On being adopted by a black cat

At the window watching the world go by...

Shortly before my Mum died in September, we started getting visits from a sleek, skittish, young black cat. There are quite a few cats around, and several wander through the back garden from time to time, especially since we set up a bird feeder and attracted lots of flying food. This one had a bit of an edge to her though. She wasn’t just wandering, she was hunting; first burning herself on my attention by pouncing at a wood pigeon that had complacently waddled too close to the bushes where she lay in ambush. And this was no half hearted jump, but a ferocious, explosive, lightning fast leap, a good yard into the air, with her claws out and front legs wide, narrowly missing the pigeon which arced away in a flurry of wings in a kind of lazy panic. Some time later I saw her explode up through the pear tree after a sparrow, which flitted off even faster. David Attenborough’s crew could lie in wait for weeks for a shot like those.

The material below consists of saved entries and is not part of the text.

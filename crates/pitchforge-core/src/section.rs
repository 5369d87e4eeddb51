//! The ten canonical pitch-deck sections.
//!
//! Everything that varies per section is derived from this module: the wire
//! name used in API payloads and deck JSON keys, the human-readable slide
//! title, and the rule for laying out the slide body. Keeping the table in
//! one place means the generation loop, the renderer and the HTTP layer can
//! never disagree about what a deck contains.

use serde::{Deserialize, Serialize};
use std::fmt;
use std::str::FromStr;

use crate::error::DeckError;

/// How a section's text is laid out on its slide.
#[derive(Debug, Clone, Copy, PartialEq, Eq)]
pub enum BodyFormat {
    /// Each non-blank line of content becomes one level-0 bullet.
    Bulleted,
    /// The content is rendered as a single text block; embedded newlines
    /// become line breaks.
    Paragraph,
}

/// Identifier for one of the ten fixed deck sections.
///
/// Declaration order is the canonical deck order. `Ord` follows it, so a
/// `BTreeMap` keyed by `Section` iterates in slide order.
#[derive(
    Debug, Clone, Copy, PartialEq, Eq, PartialOrd, Ord, Hash, Serialize, Deserialize,
)]
#[serde(rename_all = "snake_case")]
pub enum Section {
    /// Opening slide: startup name plus a tagline.
    Cover,
    /// The problem being solved.
    Problem,
    /// The proposed solution.
    Solution,
    /// Size and shape of the market opportunity.
    Market,
    /// What the product actually is.
    Product,
    /// How the company makes money.
    BusinessModel,
    /// Competitive landscape and differentiation.
    Competition,
    /// The founding team.
    Team,
    /// Traction and milestones to date.
    Traction,
    /// The funding ask.
    FundingNeeds,
}

impl Section {
    /// All sections in canonical deck order.
    pub const ALL: [Section; 10] = [
        Section::Cover,
        Section::Problem,
        Section::Solution,
        Section::Market,
        Section::Product,
        Section::BusinessModel,
        Section::Competition,
        Section::Team,
        Section::Traction,
        Section::FundingNeeds,
    ];

    /// Wire name used in API payloads and as the deck JSON key.
    pub fn wire_name(self) -> &'static str {
        match self {
            Section::Cover => "cover",
            Section::Problem => "problem",
            Section::Solution => "solution",
            Section::Market => "market",
            Section::Product => "product",
            Section::BusinessModel => "business_model",
            Section::Competition => "competition",
            Section::Team => "team",
            Section::Traction => "traction",
            Section::FundingNeeds => "funding_needs",
        }
    }

    /// Human-readable title shown on the section's slide.
    pub fn title(self) -> &'static str {
        match self {
            Section::Cover => "Cover Slide",
            Section::Problem => "The Problem",
            Section::Solution => "Our Solution",
            Section::Market => "Market Opportunity",
            Section::Product => "Product Overview",
            Section::BusinessModel => "Business Model",
            Section::Competition => "Competitive Advantage",
            Section::Team => "Our Team",
            Section::Traction => "Traction & Milestones",
            Section::FundingNeeds => "Investment Opportunity",
        }
    }

    /// How the section's slide body is rendered.
    pub fn body_format(self) -> BodyFormat {
        match self {
            Section::Problem | Section::Solution | Section::Market => BodyFormat::Bulleted,
            _ => BodyFormat::Paragraph,
        }
    }
}

impl fmt::Display for Section {
    fn fmt(&self, f: &mut fmt::Formatter<'_>) -> fmt::Result {
        f.write_str(self.wire_name())
    }
}

impl FromStr for Section {
    type Err = DeckError;

    fn from_str(s: &str) -> std::result::Result<Self, Self::Err> {
        Section::ALL
            .iter()
            .copied()
            .find(|section| section.wire_name() == s)
            .ok_or_else(|| DeckError::UnknownSection {
                name: s.to_string(),
            })
    }
}
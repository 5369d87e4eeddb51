//! `pitchforge export` - render a saved deck into a .pptx file.
//!
//! Reads a deck JSON file produced by `generate --save-deck` and assembles
//! the presentation locally; no API calls are made.

use anyhow::{Context, Result};
use std::path::{Path, PathBuf};

use pitchforge_core::{Deck, DeckError, StartupContext};
use pitchforge_pptx::export_deck;

/// Render `deck_path` into a timestamped .pptx under `output_dir`.
pub fn run(context: &StartupContext, deck_path: &Path, output_dir: &Path) -> Result<PathBuf> {
    context.validate()?;

    let content = std::fs::read_to_string(deck_path)
        .with_context(|| format!("reading deck file {}", deck_path.display()))?;
    let deck: Deck = serde_json::from_str(&content)
        .with_context(|| format!("parsing deck JSON in {}", deck_path.display()))?;

    if deck.is_empty() {
        return Err(DeckError::EmptyDeck.into());
    }

    let path = export_deck(context, &deck, output_dir).context("exporting the PPTX package")?;
    println!("📦 Exported {} ({} sections)", path.display(), deck.len());
    Ok(path)
}
//! Deck state: generated section contents keyed by [`Section`].

use serde::{Deserialize, Serialize};
use std::collections::BTreeMap;

use crate::section::Section;

/// A generated pitch deck.
///
/// Decks may be partial; document assembly skips missing sections.
/// Regeneration is a plain [`insert`](Deck::insert), replacing the value at
/// one key and leaving the others untouched. The deck is a caller-owned
/// value, not a server-side session. Serializes as a flat JSON object keyed
/// by section wire names, and iterates in canonical deck order.
#[derive(Debug, Clone, Default, PartialEq, Eq, Serialize, Deserialize)]
#[serde(transparent)]
pub struct Deck {
    sections: BTreeMap<Section, String>,
}

impl Deck {
    /// Create an empty deck.
    pub fn new() -> Self {
        Self::default()
    }

    /// Store content for a section, returning the replaced value if any.
    pub fn insert(&mut self, section: Section, content: impl Into<String>) -> Option<String> {
        self.sections.insert(section, content.into())
    }

    /// Content for a section, if present.
    pub fn get(&self, section: Section) -> Option<&str> {
        self.sections.get(&section).map(String::as_str)
    }

    /// Remove a section's content, returning it if it was present.
    pub fn remove(&mut self, section: Section) -> Option<String> {
        self.sections.remove(&section)
    }

    /// True when the deck holds content for the section.
    pub fn contains(&self, section: Section) -> bool {
        self.sections.contains_key(&section)
    }

    /// Number of sections with content.
    pub fn len(&self) -> usize {
        self.sections.len()
    }

    /// True when no section has content.
    pub fn is_empty(&self) -> bool {
        self.sections.is_empty()
    }

    /// Iterate `(section, content)` pairs in canonical deck order.
    pub fn iter(&self) -> impl Iterator<Item = (Section, &str)> {
        self.sections.iter().map(|(s, c)| (*s, c.as_str()))
    }
}

/// Outcome of a full-deck generation run.
///
/// The deck always carries all ten sections; the ones listed in `failed`
/// hold the failure placeholder rather than genuine content, so callers can
/// tell the two apart without string matching.
#[derive(Debug, Clone)]
pub struct GenerationReport {
    /// The generated deck, placeholders included.
    pub deck: Deck,
    /// Sections whose generation failed, in canonical order.
    pub failed: Vec<Section>,
}

impl GenerationReport {
    /// True when every section generated successfully.
    pub fn is_complete(&self) -> bool {
        self.failed.is_empty()
    }
}
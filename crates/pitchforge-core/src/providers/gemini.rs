//! Google Gemini `generateContent` client.

use async_trait::async_trait;
use serde::{Deserialize, Serialize};
use std::time::Duration;

use super::TextGenerator;
use crate::error::{DeckError, Result};

/// Model used when none is configured.
pub const DEFAULT_MODEL: &str = "gemini-2.0-flash";

/// Environment variable holding the API key.
pub const API_KEY_ENV: &str = "GEMINI_API_KEY";

const DEFAULT_TIMEOUT: Duration = Duration::from_secs(60);

/// Client for the Gemini `generateContent` REST endpoint.
#[derive(Debug, Clone)]
pub struct GeminiClient {
    name: String,
    api_key: String,
    model: String,
    timeout: Duration,
    http_client: reqwest::Client,
}

impl GeminiClient {
    /// Create a client for [`DEFAULT_MODEL`].
    pub fn new(api_key: impl Into<String>) -> Self {
        let model = DEFAULT_MODEL.to_string();
        Self {
            name: format!("Gemini {}", model),
            api_key: api_key.into(),
            model,
            timeout: DEFAULT_TIMEOUT,
            http_client: reqwest::Client::new(),
        }
    }

    /// Create a client from the `GEMINI_API_KEY` environment variable.
    pub fn from_env() -> Result<Self> {
        match std::env::var(API_KEY_ENV) {
            Ok(key) if !key.trim().is_empty() => Ok(Self::new(key.trim().to_string())),
            _ => Err(DeckError::MissingApiKey),
        }
    }

    /// Use a different Gemini model.
    pub fn with_model(mut self, model: impl Into<String>) -> Self {
        self.model = model.into();
        self.name = format!("Gemini {}", self.model);
        self
    }

    /// Override the per-request timeout (default 60s).
    pub fn with_timeout(mut self, timeout: Duration) -> Self {
        self.timeout = timeout;
        self
    }

    /// Configured model name.
    pub fn model(&self) -> &str {
        &self.model
    }

    fn endpoint(&self) -> String {
        format!(
            "https://generativelanguage.googleapis.com/v1beta/models/{}:generateContent?key={}",
            self.model, self.api_key
        )
    }

    async fn request_completion(&self, prompt: &str) -> Result<String> {
        let request = GeminiRequest {
            contents: vec![GeminiContent {
                role: "user".to_string(),
                parts: vec![GeminiPart {
                    text: prompt.to_string(),
                }],
            }],
        };

        let response = self
            .http_client
            .post(self.endpoint())
            .timeout(self.timeout)
            .header("Content-Type", "application/json")
            .json(&request)
            .send()
            .await?;

        let status = response.status();
        if !status.is_success() {
            let body = response.text().await.unwrap_or_default();
            return Err(DeckError::ServiceStatus {
                status: status.as_u16(),
                body,
            });
        }

        let completion: GeminiResponse = response
            .json()
            .await
            .map_err(|e| DeckError::MalformedResponse(e.to_string()))?;

        completion
            .candidates
            .first()
            .and_then(|c| c.content.parts.first())
            .map(|p| p.text.trim().to_string())
            .filter(|text| !text.is_empty())
            .ok_or_else(|| {
                DeckError::MalformedResponse("no candidate text in response".to_string())
            })
    }
}

#[async_trait]
impl TextGenerator for GeminiClient {
    fn name(&self) -> &str {
        &self.name
    }

    async fn complete(&self, prompt: &str) -> Result<String> {
        self.request_completion(prompt).await
    }
}

#[derive(Debug, Serialize)]
struct GeminiRequest {
    contents: Vec<GeminiContent>,
}

#[derive(Debug, Serialize, Deserialize)]
struct GeminiContent {
    #[serde(default)]
    role: String,
    #[serde(default)]
    parts: Vec<GeminiPart>,
}

#[derive(Debug, Serialize, Deserialize)]
struct GeminiPart {
    text: String,
}

#[derive(Debug, Deserialize)]
struct GeminiResponse {
    #[serde(default)]
    candidates: Vec<GeminiCandidate>,
}

#[derive(Debug, Deserialize)]
struct GeminiCandidate {
    content: GeminiContent,
}

#[cfg(test)]
mod tests {
    use super::*;

    #[test]
    fn test_endpoint_embeds_model_and_key() {
        let client = GeminiClient::new("test-key").with_model("gemini-1.5-pro");
        assert_eq!(
            client.endpoint(),
            "https://generativelanguage.googleapis.com/v1beta/models/gemini-1.5-pro:generateContent?key=test-key"
        );
    }

    #[test]
    fn test_default_model() {
        let client = GeminiClient::new("k");
        assert_eq!(client.model(), DEFAULT_MODEL);
        assert_eq!(client.name(), "Gemini gemini-2.0-flash");
    }

    #[test]
    fn test_from_env_requires_non_blank_key() {
        // Single test drives all three states so parallel tests never race
        // on the shared variable.
        std::env::remove_var(API_KEY_ENV);
        assert!(matches!(
            GeminiClient::from_env(),
            Err(DeckError::MissingApiKey)
        ));

        std::env::set_var(API_KEY_ENV, "   ");
        assert!(matches!(
            GeminiClient::from_env(),
            Err(DeckError::MissingApiKey)
        ));

        std::env::set_var(API_KEY_ENV, " secret ");
        let client = GeminiClient::from_env().unwrap();
        assert!(client.endpoint().ends_with("key=secret"));

        std::env::remove_var(API_KEY_ENV);
    }

    #[test]
    fn test_parses_candidate_text() {
        let body = r#"{
            "candidates": [
                {"content": {"role": "model", "parts": [{"text": "  Nova - Ship faster  "}]}}
            ]
        }"#;
        let parsed: GeminiResponse = serde_json::from_str(body).unwrap();
        let text = parsed.candidates[0].content.parts[0].text.trim();
        assert_eq!(text, "Nova - Ship faster");
    }

    #[test]
    fn test_missing_candidates_deserializes_empty() {
        let body = r#"{"promptFeedback": {"blockReason": "SAFETY"}}"#;
        let parsed: GeminiResponse = serde_json::from_str(body).unwrap();
        assert!(parsed.candidates.is_empty());
    }

    #[test]
    fn test_request_serialization_shape() {
        let request = GeminiRequest {
            contents: vec![GeminiContent {
                role: "user".to_string(),
                parts: vec![GeminiPart {
                    text: "hello".to_string(),
                }],
            }],
        };
        let json = serde_json::to_value(&request).unwrap();
        assert_eq!(json["contents"][0]["parts"][0]["text"], "hello");
        assert_eq!(json["contents"][0]["role"], "user");
    }
}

So, she was hungry. She also had no collar, so we thought she was a stray. Having rescued a cat on a previous occasion, an old reflex was rebooted and we started feeding her a bit. She was extremely wary. Watchful. Would bolt food while nervously looking around, and jump off if we got too close. After a while she relaxed enough to come in and eat and we started worrying whether she belonged to someone else and, even more, if she didn’t that we might be taking on more than we could cope with.

So we put a poster up on the front gate, a couple of local shops (tanning salon, chippy, general store, stationers) and online on cat rescue FB pages. No response. As the nights drew in and it got colder and wetter, we started asking neighbours, eventually canvassing the whole street. We started on a house that we had been partly directed to as a possibility with a hopeful feeling. As my daughter and I stood there, with looks of friendly anticipation on our faces, I suddenly had a slightly sinking feeling. “Oh God!” I said “I bet they’ll think we’re Jehovah’s Witnesses”. At that point, the door opened. A slab of a man holding a dog seemed to look through us with a face that was grimly expressionless, or perhaps expressionlessly grim. Whatever it was, it didn’t change, nor did he utter a sound, as he closed the door firmly in our faces in a definitive sort of way before we’d had a chance to explain why we were there. As Butch Cassidy might have said, whatever we were selling, he didn’t want it.

It got better after that, all sorts of people, little old Indian lady, cool young black guy, Eastern European family with shy kids, the women with the tans and full lips from the salon, all of them friendly and helpful, none of them recognising the cat from the picture. We called it a day at the house opposite where a bloke with tattoos said “yeah, we got a cat. Its my girlfriend’s and I f****** hate it”. As we beat a retreat to his front gate he said “You can chuck it under a lorry for all I care” in a cheerful sort of way.

On following days we worked our way up the remaining bits of the street, and seemed to be getting warmer. One woman in the streets at the back recognised her as an occasional visitor who would appear at her kitchen window when she was feeding her own cats and beg a share off her once or twice a week. Another said he’d seen her climbing over his back fence, and she’d skedadelled as soon as she knew she’d been spotted. It was quite a revealing walk round. The cat owners knew the other cat owners. It was much less stressful than political canvassing. Knock on a door with a rosette or sticker on your lapel and you are volunteering yourself as a target for all sorts of resentments, some of them merited.

On the day that we’d arranged one of the cat rescue people to come round and scan her for a chip, she turned up wearing a collar. The scan showed a chip belonging to someone along the road, and that her name is “Hiccup”*, but data protection meant that we weren’t allowed to know who her owners were or where they live. We passed on our number and asked them to call us, but they haven’t. So, we’re now in a “Six Dinner Sid” situation in which she turns up most days, we let her in and let her eat a bit – as she always seems hungry and still has a lean nervousnesss about her.

She has developed an expectation of being let in too. One afternoon last week I saw her stalking purposefully down the path towards the back door, opened it as she got there, and she walked in without breaking stride. I felt as though I should have saluted. She now explores, sits on the windowsill and watches the world go by, curls up on my chair and goes to sleep, dances around our feet, does somersaults and head nudges and is generally affectionate and playful. Except when she’s eating a “Bonkers” chicken “lolly” and you pull it back a bit so she doesn’t crunch it all at once. At that point she turns into Gollum. Head hunches, yellow eyes narrow and glare, paw streaks forward with claws out to hold on to it. “My precioussss!”

* We’d been calling her Imli (which is Urdu for tamarind, because she has a brownish sheen to her black fur). I’d been inclined to call her Nefertiti, because she looked like Egyptian cat statues from that period. But, as T S Eliot so wisely noted, cats have many names, at least one of them known only to themsleves. So Imli- Nefertiti – Hiccup it is.